I moved it step-by-step to the end of the kernel initialization, but it kept slow. When executing the same assembler loop in a normal Linux user programm it took a bit more than 13 seconds, but whereever I executed it in the kernel it took a bit more than 17 seconds - the same time I measured under Genode. Even when I put that routine into a kernel module and loaded that dynamically it kept slower.

Therefore, I intensively studied how the Linux kernel uses page-table attributes for different memory areas. I thought they might use the ARM TEX remap approach on this platform (nope), or have other differentiation attributes. While doing so, I learned that Linux uses even different memory domains for IO, KERN, and USER on this platform, something somehow compareable to segmentation on x86. However, whatever I did with the paging attributes under Genode it kept as slow as before. Only after I desperately turned the paging into ARMv5 compatibility format - effectlively turning off some of the access permission flags - it became faster. This was unexpected to me. The loop above fits perfectly into the instruction cache - no need to fetch it again from memory. I also executed it inside the kernel with disabled interrupts. It never got interrupted. But nonetheless, when turning off certain permission bits relevant to MMU and TLB usage by using the ARMv5 page-table format the whole loop became about 3 seconds faster. Here the impact of the whole mostly invisible, speculative execution complex became apparent.

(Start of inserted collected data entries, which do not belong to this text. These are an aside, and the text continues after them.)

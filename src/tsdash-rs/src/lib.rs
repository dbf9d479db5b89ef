//! tsdash Client Library
//!
//! HTTP client for the Typesense REST API as used by the dashboard.
//!
//! ```rust,no_run
//! use std::sync::Arc;
//! use tsdash_core::{MemoryStore, SearchParams};
//! use tsdash_rs::ClientProvider;
//!
//! # async fn run() -> tsdash_rs::Result<()> {
//! let provider = ClientProvider::new(Arc::new(MemoryStore::new()));
//! let client = provider.get_client().await?;
//! let result = client.search("books", &SearchParams::new("dune", "title")).await?;
//! println!("{} hits", result.found);
//! # Ok(())
//! # }
//! ```

mod client;
mod jsonl;
mod provider;
mod request;

pub use client::{test_connection, TypesenseClient, API_KEY_HEADER, CONNECTION_TEST_TIMEOUT};
pub use jsonl::{parse_jsonl, to_jsonl};
pub use provider::ClientProvider;
pub use request::{ApiRequest, RequestBody, RequestOptions};
pub use tsdash_core::{ConnectionConfig, RequestResult};

use tsdash_core::{StoreError, ValidationErrors};

#[derive(Debug, thiserror::Error)]
pub enum ClientError {
    #[error(transparent)]
    Validation(#[from] ValidationErrors),

    #[error("not connected: no Typesense server configured")]
    NotConnected,

    #[error("HTTP request failed: {0}")]
    Request(#[from] reqwest::Error),

    #[error("HTTP {status}: {message}")]
    Server { status: u16, message: String },

    #[error("invalid JSON in response: {0}")]
    Serialization(#[from] serde_json::Error),

    #[error("invalid JSON on line {line}: {source}")]
    Jsonl {
        line: usize,
        #[source]
        source: serde_json::Error,
    },

    #[error("invalid URL: {0}")]
    Url(String),

    #[error("{0}")]
    Logic(String),

    #[error("connection store failed: {0}")]
    Store(#[from] StoreError),
}

/// Coarse classification used at the HTTP boundary
#[derive(Debug, Clone, Copy, PartialEq, Eq)]
pub enum ErrorKind {
    Validation,
    NotConnected,
    Transport,
    Status(u16),
    Parse,
    Logic,
    Internal,
}

impl ClientError {
    pub fn kind(&self) -> ErrorKind {
        match self {
            ClientError::Validation(_) | ClientError::Url(_) => ErrorKind::Validation,
            ClientError::NotConnected => ErrorKind::NotConnected,
            ClientError::Request(_) => ErrorKind::Transport,
            ClientError::Server { status, .. } => ErrorKind::Status(*status),
            ClientError::Serialization(_) | ClientError::Jsonl { .. } => ErrorKind::Parse,
            ClientError::Logic(_) => ErrorKind::Logic,
            ClientError::Store(_) => ErrorKind::Internal,
        }
    }

    /// HTTP status reported by the search server, if it answered
    pub fn status(&self) -> Option<u16> {
        match self {
            ClientError::Server { status, .. } => Some(*status),
            _ => None,
        }
    }
}

pub type Result<T> = std::result::Result<T, ClientError>;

Finally, I threw away all my experiments (of course I kept the enabled branch predictor ;-)), and had a second look at the compilation of the Linux userland program and the Genode component. Of course, the assembler routine was identically, but ... you might guess it already ... uh no, it was linked to differently aligned addresses. On Genode it was word-aligned like it needs to be on ARM. But on Linux the routine was 256-byte aligned. When moving the Linux routine artificially by adding some "nop" instructions at the beginning of the routine, it became as slow as on Genode.

I was thumping the table with my head, and realized: micro-benchmarking for adults only!

BTW.: probably this happened because I used two different compilers (yes Sebastian you are right, never do this when benchmarking!), because I had no Genode toolchain available for ARM Linux, but used the gcc from the Raspbian package. I thought it does not matter, because the 10G instructions I measure are written by hand in assembler. Anyway, even when using the same compiler due to the different environment the assembler routine is linked to, you have to define the alignment explicitely. Otherwise, you might compare completely different hardware code-pathes inside of the blackbox mystery called modern CPU.